(TASK TO CARRY OUT): Every line below should be duplicated exactly.

(Data items)
=-=-=

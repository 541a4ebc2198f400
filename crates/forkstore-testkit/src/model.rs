//! Naive reference model of fork-chain semantics.
//!
//! Deliberately simple: parent indexes and `Option` cells, resolution by a
//! plain loop. Differential tests drive the real registry and this model
//! with the same operations and require identical observations.

/// One model node: parent index (if any) and the cell contents.
#[derive(Debug, Clone)]
struct ModelNode {
    parent: Option<usize>,
    value: Option<u64>,
    writes: u64,
}

/// The reference model.
#[derive(Debug, Clone, Default)]
pub struct ModelChain {
    nodes: Vec<ModelNode>,
}

impl ModelChain {
    pub fn new() -> Self {
        Self::default()
    }

    /// Allocate a base node.
    pub fn base(&mut self) -> usize {
        self.nodes.push(ModelNode {
            parent: None,
            value: None,
            writes: 0,
        });
        self.nodes.len() - 1
    }

    /// Allocate a fork of an existing node. Panics on a bad index; the
    /// model is only ever driven with indexes it handed out.
    pub fn fork(&mut self, parent: usize) -> usize {
        assert!(parent < self.nodes.len(), "fork of unknown model node");
        self.nodes.push(ModelNode {
            parent: Some(parent),
            value: None,
            writes: 0,
        });
        self.nodes.len() - 1
    }

    /// Set a node's cell.
    pub fn write(&mut self, index: usize, value: u64) {
        let node = &mut self.nodes[index];
        node.value = Some(value);
        node.writes += 1;
    }

    /// Resolve a read by walking parent links; `None` when the whole chain
    /// is unset.
    pub fn read(&self, index: usize) -> Option<u64> {
        let mut current = index;
        loop {
            let node = &self.nodes[current];
            if let Some(value) = node.value {
                return Some(value);
            }
            current = node.parent?;
        }
    }

    /// Resolve then write; fail-fast, no write when the read resolves to
    /// nothing.
    pub fn read_then_write(&mut self, index: usize, value: u64) -> Option<u64> {
        let previous = self.read(index)?;
        self.write(index, value);
        Some(previous)
    }

    /// Number of writes a node has absorbed.
    pub fn writes(&self, index: usize) -> u64 {
        self.nodes[index].writes
    }

    /// Number of nodes in the model.
    pub fn len(&self) -> usize {
        self.nodes.len()
    }

    /// Whether the model is empty.
    pub fn is_empty(&self) -> bool {
        self.nodes.is_empty()
    }
}
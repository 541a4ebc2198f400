//! Proptest generators for property-based testing.

use proptest::prelude::*;
use proptest::sample::Index;

/// Generate a value to store.
pub fn value() -> impl Strategy<Value = u64> {
    any::<u64>()
}

/// Generate a fork topology as a parent table.
///
/// Entry 0 is always a base (`None`); entry `i > 0` forks some
/// earlier-allocated node. Parents always pre-exist their forks, which is
/// the same structural acyclicity the registry enforces.
pub fn topology(max_nodes: usize) -> impl Strategy<Value = Vec<Option<usize>>> {
    prop::collection::vec(any::<Index>(), 0..max_nodes).prop_map(|picks| {
        let mut parents = vec![None];
        for (i, pick) in picks.iter().enumerate() {
            parents.push(Some(pick.index(i + 1)));
        }
        parents
    })
}

/// One operation against some store in a chain.
#[derive(Debug, Clone)]
pub enum Op {
    Write { value: u64 },
    Read,
    ReadThenWrite { value: u64 },
}

/// Generate a single operation.
pub fn op() -> impl Strategy<Value = Op> {
    prop_oneof![
        value().prop_map(|value| Op::Write { value }),
        Just(Op::Read),
        value().prop_map(|value| Op::ReadThenWrite { value }),
    ]
}

/// Generate an operation sequence. Each entry pairs a target picker (an
/// index into however many stores the topology produced) with an operation.
pub fn op_sequence(max_len: usize) -> impl Strategy<Value = Vec<(Index, Op)>> {
    prop::collection::vec((any::<Index>(), op()), 0..max_len)
}
//! Error types for the store layer.

use thiserror::Error;

use forkstore_core::{CoreError, StoreId};

/// Errors that can occur during store operations.
#[derive(Debug, Error, Clone, Copy, PartialEq, Eq)]
pub enum StoreError {
    /// A read walked the chain to its root without finding a value.
    #[error(transparent)]
    Core(#[from] CoreError),

    /// A handle was presented that this registry never allocated.
    #[error("unknown store handle: {0}")]
    UnknownHandle(StoreId),
}

impl StoreError {
    /// Whether this is the unset-chain failure.
    pub const fn is_unset(&self) -> bool {
        matches!(self, StoreError::Core(CoreError::UnsetValue))
    }
}

/// Result type for store operations.
pub type Result<T> = std::result::Result<T, StoreError>;
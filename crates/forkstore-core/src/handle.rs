//! Strong handle type for registry-owned stores.
//!
//! Handles are newtyped indexes to prevent misuse at compile time.

use serde::{Deserialize, Serialize};
use std::fmt;

/// Handle identifying a store inside a registry.
///
/// A `StoreId` is an index into the registry's arena. It is only meaningful
/// for the registry that issued it; the registry rejects handles it never
/// allocated.
#[derive(Clone, Copy, PartialEq, Eq, Hash, PartialOrd, Ord, Serialize, Deserialize)]
pub struct StoreId(pub u32);

impl StoreId {
    /// Create a handle from a raw index.
    pub const fn from_index(index: u32) -> Self {
        Self(index)
    }

    /// Get the raw index.
    pub const fn index(&self) -> u32 {
        self.0
    }

    /// Index as usize, for slot lookup.
    pub const fn as_usize(&self) -> usize {
        self.0 as usize
    }
}

impl fmt::Debug for StoreId {
    fn fmt(&self, f: &mut fmt::Formatter<'_>) -> fmt::Result {
        write!(f, "StoreId({})", self.0)
    }
}

impl fmt::Display for StoreId {
    fn fmt(&self, f: &mut fmt::Formatter<'_>) -> fmt::Result {
        write!(f, "store#{}", self.0)
    }
}

impl From<u32> for StoreId {
    fn from(index: u32) -> Self {
        Self(index)
    }
}

impl From<StoreId> for u32 {
    fn from(id: StoreId) -> Self {
        id.0
    }
}
//! Forked store: a copy-on-write view over a parent store.

use std::sync::{Arc, RwLock};

use forkstore_core::Cell;

use crate::error::Result;
use crate::traits::Store;

/// A store backed by a parent until locally overridden.
///
/// Construction records the parent reference only; it never reads or copies
/// the parent's current value. Reads fall back along the parent chain while
/// the local cell is unset (lazy fallback, not a snapshot). Writes always
/// target the local cell, so a fork never mutates any ancestor, and sibling
/// forks of the same parent are isolated from each other.
pub struct ForkedStore<V> {
    parent: Arc<dyn Store<V>>,
    cell: RwLock<Cell<V>>,
}

impl<V: Clone + Send + Sync + 'static> ForkedStore<V> {
    /// Fork a new store off `parent`.
    ///
    /// The parent may be a [`BaseStore`](crate::BaseStore) or another
    /// `ForkedStore`; chains are acyclic by construction because a parent
    /// must exist before any fork references it.
    pub fn new(parent: Arc<dyn Store<V>>) -> Self {
        Self {
            parent,
            cell: RwLock::new(Cell::unset()),
        }
    }

    /// Whether this fork has locally overridden its parent.
    pub fn is_overridden(&self) -> bool {
        self.cell.read().unwrap().is_set()
    }

    /// How many local writes this fork has absorbed.
    pub fn writes(&self) -> u64 {
        self.cell.read().unwrap().writes()
    }
}

impl<V: Clone + Send + Sync + 'static> Store<V> for ForkedStore<V> {
    fn read(&self) -> Result<V> {
        {
            let cell = self.cell.read().unwrap();
            if let Some(value) = cell.get() {
                return Ok(value.clone());
            }
        }
        // Local cell unset: fall back to the parent chain.
        self.parent.read()
    }

    fn write(&self, value: V) {
        self.cell.write().unwrap().set(value);
    }

    fn read_then_write(&self, value: V) -> Result<V> {
        // Hold the local write lock across the pair. The parent read below
        // takes no lock on this instance, and the chain is acyclic, so this
        // cannot deadlock.
        let mut cell = self.cell.write().unwrap();
        let previous = match cell.get() {
            Some(local) => local.clone(),
            None => self.parent.read()?,
        };
        cell.set(value);
        Ok(previous)
    }
}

=-=-=

(THE COMPLETED TASK):
repository 541a4ebc2198f400
filename crates/forkstore-testkit/src/model.rs
//! Naive reference model of fork-chain semantics.
//!
//! Deliberately simple: parent indexes and `Option` cells, resolution by a
//! plain loop. Differential tests drive the real registry and this model
//! with the same operations and require identical observations.

/// One model node: parent index (if any) and the cell contents.
#[derive(Debug, Clone)]
struct ModelNode {
    parent: Option<usize>,
    value: Option<u64>,
    writes: u64,
}

/// The reference model.
#[derive(Debug, Clone, Default)]
pub struct ModelChain {
    nodes: Vec<ModelNode>,
}

impl ModelChain {
    pub fn new() -> Self {
        Self::default()
    }

    /// Allocate a base node.
    pub fn base(&mut self) -> usize {
        self.nodes.push(ModelNode {
            parent: None,
            value: None,
            writes: 0,
        });
        self.nodes.len() - 1
    }

    /// Allocate a fork of an existing node. Panics on a bad index; the
    /// model is only ever driven with indexes it handed out.
    pub fn fork(&mut self, parent: usize) -> usize {
        assert!(parent < self.nodes.len(), "fork of unknown model node");
        self.nodes.push(ModelNode {
            parent: Some(parent),
            value: None,
            writes: 0,
        });
        self.nodes.len() - 1
    }

    /// Set a node's cell.
    pub fn write(&mut self, index: usize, value: u64) {
        let node = &mut self.nodes[index];
        node.value = Some(value);
        node.writes += 1;
    }

    /// Resolve a read by walking parent links; `None` when the whole chain
    /// is unset.
    pub fn read(&self, index: usize) -> Option<u64> {
        let mut current = index;
        loop {
            let node = &self.nodes[current];
            if let Some(value) = node.value {
                return Some(value);
            }
            current = node.parent?;
        }
    }

    /// Resolve then write; fail-fast, no write when the read resolves to
    /// nothing.
    pub fn read_then_write(&mut self, index: usize, value: u64) -> Option<u64> {
        let previous = self.read(index)?;
        self.write(index, value);
        Some(previous)
    }

    /// Number of writes a node has absorbed.
    pub fn writes(&self, index: usize) -> u64 {
        self.nodes[index].writes
    }

    /// Number of nodes in the model.
    pub fn len(&self) -> usize {
        self.nodes.len()
    }

    /// Whether the model is empty.
    pub fn is_empty(&self) -> bool {
        self.nodes.is_empty()
    }
}
repository 541a4ebc2198f400
//! Proptest generators for property-based testing.

use proptest::prelude::*;
use proptest::sample::Index;

/// Generate a value to store.
pub fn value() -> impl Strategy<Value = u64> {
    any::<u64>()
}

/// Generate a fork topology as a parent table.
///
/// Entry 0 is always a base (`None`); entry `i > 0` forks some
/// earlier-allocated node. Parents always pre-exist their forks, which is
/// the same structural acyclicity the registry enforces.
pub fn topology(max_nodes: usize) -> impl Strategy<Value = Vec<Option<usize>>> {
    prop::collection::vec(any::<Index>(), 0..max_nodes).prop_map(|picks| {
        let mut parents = vec![None];
        for (i, pick) in picks.iter().enumerate() {
            parents.push(Some(pick.index(i + 1)));
        }
        parents
    })
}

/// One operation against some store in a chain.
#[derive(Debug, Clone)]
pub enum Op {
    Write { value: u64 },
    Read,
    ReadThenWrite { value: u64 },
}

/// Generate a single operation.
pub fn op() -> impl Strategy<Value = Op> {
    prop_oneof![
        value().prop_map(|value| Op::Write { value }),
        Just(Op::Read),
        value().prop_map(|value| Op::ReadThenWrite { value }),
    ]
}

/// Generate an operation sequence. Each entry pairs a target picker (an
/// index into however many stores the topology produced) with an operation.
pub fn op_sequence(max_len: usize) -> impl Strategy<Value = Vec<(Index, Op)>> {
    prop::collection::vec((any::<Index>(), op()), 0..max_len)
}
//! Error types for the store layer.

use thiserror::Error;

use forkstore_core::{CoreError, StoreId};

/// Errors that can occur during store operations.
#[derive(Debug, Error, Clone, Copy, PartialEq, Eq)]
pub enum StoreError {
    /// A read walked the chain to its root without finding a value.
    #[error(transparent)]
    Core(#[from] CoreError),

    /// A handle was presented that this registry never allocated.
    #[error("unknown store handle: {0}")]
    UnknownHandle(StoreId),
}

impl StoreError {
    /// Whether this is the unset-chain failure.
    pub const fn is_unset(&self) -> bool {
        matches!(self, StoreError::Core(CoreError::UnsetValue))
    }
}

/// Result type for store operations.
pub type Result<T> = std::result::Result<T, StoreError>;
filename crates/forkstore-core/src/handle.rs
//! Strong handle type for registry-owned stores.
//!
//! Handles are newtyped indexes to prevent misuse at compile time.

use serde::{Deserialize, Serialize};
use std::fmt;

/// Handle identifying a store inside a registry.
///
/// A `StoreId` is an index into the registry's arena. It is only meaningful
/// for the registry that issued it; the registry rejects handles it never
/// allocated.
#[derive(Clone, Copy, PartialEq, Eq, Hash, PartialOrd, Ord, Serialize, Deserialize)]
pub struct StoreId(pub u32);

impl StoreId {
    /// Create a handle from a raw index.
    pub const fn from_index(index: u32) -> Self {
        Self(index)
    }

    /// Get the raw index.
    pub const fn index(&self) -> u32 {
        self.0
    }

    /// Index as usize, for slot lookup.
    pub const fn as_usize(&self) -> usize {
        self.0 as usize
    }
}

impl fmt::Debug for StoreId {
    fn fmt(&self, f: &mut fmt::Formatter<'_>) -> fmt::Result {
        write!(f, "StoreId({})", self.0)
    }
}

impl fmt::Display for StoreId {
    fn fmt(&self, f: &mut fmt::Formatter<'_>) -> fmt::Result {
        write!(f, "store#{}", self.0)
    }
}

impl From<u32> for StoreId {
    fn from(index: u32) -> Self {
        Self(index)
    }
}

impl From<StoreId> for u32 {
    fn from(id: StoreId) -> Self {
        id.0
    }
}
//! Forked store: a copy-on-write view over a parent store.

use std::sync::{Arc, RwLock};

use forkstore_core::Cell;

use crate::error::Result;
use crate::traits::Store;

/// A store backed by a parent until locally overridden.
///
/// Construction records the parent reference only; it never reads or copies
/// the parent's current value. Reads fall back along the parent chain while
/// the local cell is unset (lazy fallback, not a snapshot). Writes always
/// target the local cell, so a fork never mutates any ancestor, and sibling
/// forks of the same parent are isolated from each other.
pub struct ForkedStore<V> {
    parent: Arc<dyn Store<V>>,
    cell: RwLock<Cell<V>>,
}

impl<V: Clone + Send + Sync + 'static> ForkedStore<V> {
    /// Fork a new store off `parent`.
    ///
    /// The parent may be a [`BaseStore`](crate::BaseStore) or another
    /// `ForkedStore`; chains are acyclic by construction because a parent
    /// must exist before any fork references it.
    pub fn new(parent: Arc<dyn Store<V>>) -> Self {
        Self {
            parent,
            cell: RwLock::new(Cell::unset()),
        }
    }

    /// Whether this fork has locally overridden its parent.
    pub fn is_overridden(&self) -> bool {
        self.cell.read().unwrap().is_set()
    }

    /// How many local writes this fork has absorbed.
    pub fn writes(&self) -> u64 {
        self.cell.read().unwrap().writes()
    }
}

impl<V: Clone + Send + Sync + 'static> Store<V> for ForkedStore<V> {
    fn read(&self) -> Result<V> {
        {
            let cell = self.cell.read().unwrap();
            if let Some(value) = cell.get() {
                return Ok(value.clone());
            }
        }
        // Local cell unset: fall back to the parent chain.
        self.parent.read()
    }

    fn write(&self, value: V) {
        self.cell.write().unwrap().set(value);
    }

    fn read_then_write(&self, value: V) -> Result<V> {
        // Hold the local write lock across the pair. The parent read below
        // takes no lock on this instance, and the chain is acyclic, so this
        // cannot deadlock.
        let mut cell = self.cell.write().unwrap();
        let previous = match cell.get() {
            Some(local) => local.clone(),
            None => self.parent.read()?,
        };
        cell.set(value);
        Ok(previous)
    }
}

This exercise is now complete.